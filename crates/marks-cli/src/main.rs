//! `marks` — terminal gradebook.
//!
//! # Usage
//!
//! ```
//! marks                          # open the grid on ./marks.db
//! marks --store ~/grades.db      # use another store
//! marks summary --year 2         # print the committed view of year 2
//! marks export > backup.json     # dump the stored blob
//! marks import backup.json       # replace the stored blob
//! ```

mod app;
mod report;
mod settings;
mod ui;

use std::{
  fs::OpenOptions,
  io,
  path::{Path, PathBuf},
  sync::Mutex,
  time::{Duration, Instant},
};

use anyhow::{Context, Result};
use app::App;
use clap::{Parser, Subcommand};
use crossterm::{
  event::{self, Event, KeyEventKind},
  execute,
  terminal::{EnterAlternateScreen, LeaveAlternateScreen, disable_raw_mode, enable_raw_mode},
};
use marks_core::{session::Session, store::GradebookStore};
use marks_store_sqlite::SqliteStore;
use ratatui::{Terminal, backend::CrosstermBackend};
use settings::Settings;
use tracing::level_filters::LevelFilter;
use tracing_subscriber::EnvFilter;

// ─── CLI args ─────────────────────────────────────────────────────────────────

#[derive(Parser, Debug)]
#[command(name = "marks", version, about = "Terminal gradebook for three academic years")]
struct Args {
  /// Path to a TOML config file (store_path, log_file, notice_secs, autosave).
  #[arg(short, long, value_name = "FILE")]
  config: Option<PathBuf>,

  /// SQLite file holding the gradebook (default: marks.db).
  #[arg(long, env = "MARKS_STORE", value_name = "FILE")]
  store: Option<PathBuf>,

  /// Log file for the interactive grid (default: store path with `.log`).
  #[arg(long, value_name = "FILE")]
  log_file: Option<PathBuf>,

  #[command(subcommand)]
  command: Option<Command>,
}

#[derive(Subcommand, Debug)]
enum Command {
  /// Print a year's rows and aggregate as they would look after a save.
  /// The store is not modified.
  Summary {
    /// Academic year (1, 2 or 3); all years when omitted.
    #[arg(short, long, value_parser = clap::value_parser!(u8).range(1..=3))]
    year: Option<u8>,
  },
  /// Print the stored gradebook blob.
  Export {
    /// Re-indent the JSON.
    #[arg(long)]
    pretty: bool,
  },
  /// Replace the stored gradebook with a previously exported blob.
  Import {
    /// JSON file produced by `marks export`.
    file: PathBuf,
  },
}

// ─── Entry point ──────────────────────────────────────────────────────────────

#[tokio::main]
async fn main() -> Result<()> {
  let args = Args::parse();

  let settings = Settings::load(args.config.as_deref())?
    .with_overrides(args.store, args.log_file);

  let store = SqliteStore::open(&settings.store_path)
    .await
    .with_context(|| format!("failed to open store at {:?}", settings.store_path))?;

  match args.command {
    None => {
      init_file_tracing(&settings.log_path())?;
      run_tui(store, &settings).await
    }
    Some(command) => {
      init_stderr_tracing();
      let mut stdout = io::stdout().lock();
      match command {
        Command::Summary { year } => report::summary(&store, year, &mut stdout).await,
        Command::Export { pretty } => report::export(&store, pretty, &mut stdout).await,
        Command::Import { file } => report::import(&store, &file).await,
      }
    }
  }
}

// ─── Tracing ──────────────────────────────────────────────────────────────────

fn env_filter() -> EnvFilter {
  EnvFilter::builder()
    .with_default_directive(LevelFilter::INFO.into())
    .from_env_lossy()
}

/// The grid owns the terminal, so its logs go to a file.
fn init_file_tracing(path: &Path) -> Result<()> {
  let file = OpenOptions::new()
    .create(true)
    .append(true)
    .open(path)
    .with_context(|| format!("opening log file {}", path.display()))?;
  tracing_subscriber::fmt()
    .with_env_filter(env_filter())
    .with_ansi(false)
    .with_writer(Mutex::new(file))
    .init();
  Ok(())
}

fn init_stderr_tracing() {
  tracing_subscriber::fmt()
    .with_env_filter(
      EnvFilter::builder()
        .with_default_directive(LevelFilter::WARN.into())
        .from_env_lossy(),
    )
    .with_writer(io::stderr)
    .init();
}

// ─── Interactive grid ─────────────────────────────────────────────────────────

async fn run_tui(store: SqliteStore, settings: &Settings) -> Result<()> {
  let book = store.load().await.context("loading gradebook")?;
  let session = Session::new(book).with_notice_ttl(settings.notice_ttl());
  let mut app = App::new(store, session, settings.autosave);
  tracing::info!(store = %settings.store_path.display(), autosave = settings.autosave, "starting grid");

  // Set up the terminal.
  enable_raw_mode().context("enabling raw mode")?;
  let mut stdout = io::stdout();
  execute!(stdout, EnterAlternateScreen).context("entering alternate screen")?;
  let backend = CrosstermBackend::new(stdout);
  let mut terminal = Terminal::new(backend).context("creating terminal")?;

  // Run the event loop; restore terminal even on error.
  let run_result = run_event_loop(&mut terminal, &mut app).await;

  disable_raw_mode().ok();
  execute!(terminal.backend_mut(), LeaveAlternateScreen).ok();
  terminal.show_cursor().ok();

  run_result
}

async fn run_event_loop(
  terminal: &mut Terminal<CrosstermBackend<io::Stdout>>,
  app: &mut App<SqliteStore>,
) -> Result<()> {
  loop {
    app.session.expire_notice(Instant::now());
    terminal.draw(|f| ui::draw(f, app)).context("drawing frame")?;

    // Poll for an event, yielding control to tokio while waiting.
    let maybe_event = tokio::task::block_in_place(|| {
      if event::poll(Duration::from_millis(100))? {
        Ok::<_, io::Error>(Some(event::read()?))
      } else {
        Ok(None)
      }
    })?;

    if let Some(Event::Key(key)) = maybe_event
      && key.kind == KeyEventKind::Press
    {
      let cont = app.handle_key(key).await?;
      if !cont {
        break;
      }
    }
  }

  Ok(())
}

++++++++++

Please write out, exactly as they appear, the lines from the one containing "let cont = app.handle_key(key).await?;" through the last line of the records above, and nothing more.

> **EXPECTED OUTPUT**
      let cont = app.handle_key(key).await?;
      if !cont {
        break;
      }
    }
  }

  Ok(())
}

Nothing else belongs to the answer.